Yes, well, except that's just the thing. They don't want to be there. There is no evidence whatever that they want to be in Hell. This quotation, at least as commonly used, is mostly fudging, and mostly balderdash.

Nobody wants to be in Hell! Look at the actual folks who are sent there. Look at the folks in Matthew 7:22f. Are they thinking, "Oh, terrific, what a relief; we were afraid we'd have to go to Heaven and, you know, that would really suck"? Heavens (again, no pun), no! Every last one of them wanted to be in Heaven, expected to be in Heaven! Jesus' pronouncement was unexpected and unwelcome.

What of those in Matthew 25:41ff.? Again, not a one hears what he expects to hear. Every one expected to hear an "Attaboy! Come on in!" from the Lord. His pronouncement of doom is a shock.

What of the lost in Matthew 8:12; 13:42, 50; 22:13; 24:51; 25:30 and so forth? Do these sound like folks who are being sent where they want to go? Do they sound happy, satisfied? Weeping? Gnashing their teeth? Are those happy sounds?

The image of God actually saying, "Oh well, look; I'd just as soon you come be in My Heaven; but if this is what you really want, if you insist, here you go: you can go over there and be rid of Me" may work in the short run. We don't have to explain the justice of God sending people to Hell. He's hardly even doing it. They're doing it to themselves. "They're there because they want to be," we say, and we feel done.

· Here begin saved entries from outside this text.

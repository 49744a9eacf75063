/*!
Reading and writing corpora. Two formats are supported:

* CoNLL: one token per line, the token in the first field and its tag in the last field, and a
  blank line after each sentence.
* JSON lines: one `{"text": [...], "tags": [...]}` object per sentence.

Every record read receives a fresh identifier from the given `RecordIdAllocator`.
*/
use crate::corpus::{Record, RecordIdAllocator};
use crate::error::NerfoldError;
use serde::{Deserialize, Serialize};
use serde_jsonlines::{json_lines, write_json_lines};
use std::fs::File;
use std::io::{BufRead, BufReader, BufWriter, Write};
use std::path::Path;
use tracing::debug;

/// Reads a CoNLL file.
pub fn read_conll<P: AsRef<Path>>(
    path: P,
    separator: char,
    allocator: &mut RecordIdAllocator,
) -> Result<Vec<Record>, NerfoldError> {
    let file = File::open(path.as_ref())?;
    let records = read_conll_from(BufReader::new(file), separator, allocator)?;
    debug!(path = %path.as_ref().display(), records = records.len(), "read conll corpus");
    Ok(records)
}

/// Reads CoNLL lines from any buffered reader. A last sentence that is not followed by a blank
/// line is kept.
pub fn read_conll_from<R: BufRead>(
    reader: R,
    separator: char,
    allocator: &mut RecordIdAllocator,
) -> Result<Vec<Record>, NerfoldError> {
    let mut records = Vec::new();
    let mut tokens = Vec::new();
    let mut tags = Vec::new();
    for (i, line) in reader.lines().enumerate() {
        let line = line?;
        let line = line.trim_end_matches(['\r', '\n']);
        if line.trim().is_empty() {
            if !tokens.is_empty() {
                records.push(allocator.record(
                    std::mem::take(&mut tokens),
                    std::mem::take(&mut tags),
                )?);
            }
            continue;
        }
        let mut fields = line.split(separator).filter(|f| !f.is_empty());
        let token = fields.next().ok_or_else(|| NerfoldError::Parse {
            line: i + 1,
            reason: format!("no field separated by {:?}", separator),
        })?;
        let tag = fields.last().unwrap_or(token);
        tokens.push(String::from(token));
        tags.push(String::from(tag));
    }
    if !tokens.is_empty() {
        records.push(allocator.record(tokens, tags)?);
    }
    Ok(records)
}

/// Writes the records in the CoNLL format: `token O O tag` on every line, fields joined by
/// `separator`.
pub fn write_conll<'a, P, I>(records: I, path: P, separator: char) -> Result<(), NerfoldError>
where
    P: AsRef<Path>,
    I: IntoIterator<Item = &'a Record>,
{
    let file = File::create(path.as_ref())?;
    let mut writer = BufWriter::new(file);
    write_conll_to(records, &mut writer, separator)?;
    writer.flush()?;
    debug!(path = %path.as_ref().display(), "wrote conll corpus");
    Ok(())
}

pub fn write_conll_to<'a, W, I>(
    records: I,
    writer: &mut W,
    separator: char,
) -> Result<(), NerfoldError>
where
    W: Write,
    I: IntoIterator<Item = &'a Record>,
{
    for record in records {
        for (token, tag) in record.tokens().iter().zip(record.tags()) {
            writeln!(writer, "{token}{separator}O{separator}O{separator}{tag}")?;
        }
        writeln!(writer)?;
    }
    Ok(())
}

#[derive(Serialize)]
struct JsonRecordRef<'a> {
    text: &'a [String],
    tags: &'a [String],
}

#[derive(Deserialize)]
struct JsonRecord {
    text: Vec<String>,
    tags: Vec<String>,
}

/// Writes one JSON object per record and per line.
pub fn write_jsonl<'a, P, I>(records: I, path: P) -> Result<(), NerfoldError>
where
    P: AsRef<Path>,
    I: IntoIterator<Item = &'a Record>,
{
    let lines = records.into_iter().map(|r| JsonRecordRef {
        text: r.tokens(),
        tags: r.tags(),
    });
    write_json_lines(path.as_ref(), lines)?;
    debug!(path = %path.as_ref().display(), "wrote json lines corpus");
    Ok(())
}

pub fn read_jsonl<P: AsRef<Path>>(
    path: P,
    allocator: &mut RecordIdAllocator,
) -> Result<Vec<Record>, NerfoldError> {
    json_lines::<JsonRecord, _>(path.as_ref())?
        .map(|line| {
            let line = line?;
            allocator.record(line.text, line.tags)
        })
        .collect()
}

#[cfg(test)]
mod test {
    use super::*;
    use crate::corpus::RecordId;
    use rstest::rstest;
    use std::io::Cursor;
    use tempfile::tempdir;

    const CORPUS: &str = "Paulo B-PER\nmora O\nno O\nRio B-LOC\n\nNada O\n\n";

    fn read_str(content: &str, separator: char) -> Result<Vec<Record>, NerfoldError> {
        read_conll_from(Cursor::new(content), separator, &mut RecordIdAllocator::new())
    }

    #[test]
    fn test_read_conll() {
        let records = read_str(CORPUS, ' ').unwrap();
        assert_eq!(records.len(), 2);
        assert_eq!(records[0].tokens(), &["Paulo", "mora", "no", "Rio"]);
        assert_eq!(records[0].tags(), &["B-PER", "O", "O", "B-LOC"]);
        assert_eq!(records[1].id(), RecordId(1));
    }

    #[rstest]
    #[case("a X X B-PER\nb X X O\n\n", ' ', vec!["B-PER", "O"])]
    #[case("a\tB-PER\r\nb\tO\r\n\r\n", '\t', vec!["B-PER", "O"])]
    #[case("a  B-PER\n\n", ' ', vec!["B-PER"])]
    fn test_tag_is_last_field(
        #[case] content: &str,
        #[case] separator: char,
        #[case] expected: Vec<&str>,
    ) {
        let records = read_str(content, separator).unwrap();
        assert_eq!(records[0].tags(), expected.as_slice());
        assert_eq!(records[0].tokens()[0], "a");
    }

    #[test]
    fn test_trailing_block_is_kept() {
        let records = read_str("a O\n\nb B-X\nc I-X", ' ').unwrap();
        assert_eq!(records.len(), 2);
        assert_eq!(records[1].len(), 2);
    }

    #[test]
    fn test_consecutive_blank_lines() {
        let records = read_str("\n\na O\n\n\n\nb O\n", ' ').unwrap();
        assert_eq!(records.len(), 2);
    }

    #[test]
    fn test_line_without_field_is_an_error() {
        let res = read_str("a,O\n,,\n", ',');
        assert!(matches!(res, Err(NerfoldError::Parse { line: 2, .. })));
    }

    #[test]
    fn test_write_conll_format() {
        let records = read_str(CORPUS, ' ').unwrap();
        let mut buffer = Vec::new();
        write_conll_to(&records, &mut buffer, ' ').unwrap();
        let written = String::from_utf8(buffer).unwrap();
        assert!(written.starts_with("Paulo O O B-PER\nmora O O O\n"));
        assert!(written.ends_with("Nada O O O\n\n"));
        let reread = read_str(&written, ' ').unwrap();
        assert_eq!(reread, records);
    }

    #[test]
    fn test_files() {
        let dir = tempdir().unwrap();
        let records = read_str(CORPUS, ' ').unwrap();
        let conll = dir.path().join("train.conll");
        let jsonl = dir.path().join("train.jsonl");
        write_conll(&records, &conll, ' ').unwrap();
        write_jsonl(&records, &jsonl).unwrap();
        let from_conll = read_conll(&conll, ' ', &mut RecordIdAllocator::new()).unwrap();
        let from_jsonl = read_jsonl(&jsonl, &mut RecordIdAllocator::new()).unwrap();
        assert_eq!(from_conll, records);
        assert_eq!(from_jsonl, records);
        let first_line = std::fs::read_to_string(&jsonl).unwrap();
        assert!(first_line.starts_with(
            r#"{"text":["Paulo","mora","no","Rio"],"tags":["B-PER","O","O","B-LOC"]}"#
        ));
    }

    #[test]
    fn test_jsonl_length_mismatch() {
        let dir = tempdir().unwrap();
        let path = dir.path().join("bad.jsonl");
        std::fs::write(&path, "{\"text\": [\"a\", \"b\"], \"tags\": [\"O\"]}\n").unwrap();
        let res = read_jsonl(&path, &mut RecordIdAllocator::new());
        assert!(matches!(
            res,
            Err(NerfoldError::RecordLengthMismatch { tokens: 2, tags: 1 })
        ));
    }

    #[test]
    fn test_missing_file() {
        let res = read_conll("does/not/exist.conll", ' ', &mut RecordIdAllocator::new());
        assert!(matches!(res, Err(NerfoldError::Io(_))));
    }
}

Except, again, it just isn't Biblical.

First, God doesn't say "Thy will be done," to the thwarting of His will of decree. Ever. To anybody. Check Psalm 115:3, Proverbs 16:4, Daniel 4:35, and Ephesians 1:11, for starters. God says "My will be done."

Secondif God did say "Thy will be done," none would ever be saved. We hate God, we flee God, we want nothing to do with God or His law (Rom 3:11-12, 18; 8:7). We are saved because God sovereignly, supernaturally transforms our will (Ephesians 2:1-10). If He did not, all would be lost.

Third, God does this transforming work in the hearts of some men, not all (Matthew 22:14; 2 Thess. 3:2)

Fourth, Hell isn't where you go to get away from God. There is no getting away from God (Ps. 139). That in part is what makes Hell Hell: eternal existence under the unrelenting wrath and displeasure and judgment of God. However, it is the ultimate, ultimately-failed destination in the flight from God.

Fifth, and perhaps most importantly, what sinful men actually want is not to be allowed to go to Hell. What men actually want is for God to go to Hell. Men actually want to do their will (this much Lewis has right), and they want to get away with it. They want no interference and no negative consequences. God represents both. Leaving a binary situation of two choices:
  1. We must repent and bow the knee to God; or
  2. God must be eliminated.
And which one does your Bible tell us is the choice of fallen man, left to ourselves?

Lewis' thoughts could be used with adjustment, I suppose. If I were to reword him to make it more Biblical, it might go like this:
There are only two kinds of people in the end: those who say to God, "Thy will be done," and those to whom God says, in the end, "My will be done, despite your will." All that are in Hell, are there because they rebel against God. Without rebellion against God there would be no Hell. No soul that seriously and constantly desires joy will ever miss it. Those who seek find. Those who knock it is opened. Our problem is that none of us seeks those things, so long as we keep trying to be God instead of seeking Him. And none of us does seek Him — until God in sovereign grace transforms us.
What puzzles me is how many Reformed types who know their Bibles continue to use Lewis, without a bit of reworking.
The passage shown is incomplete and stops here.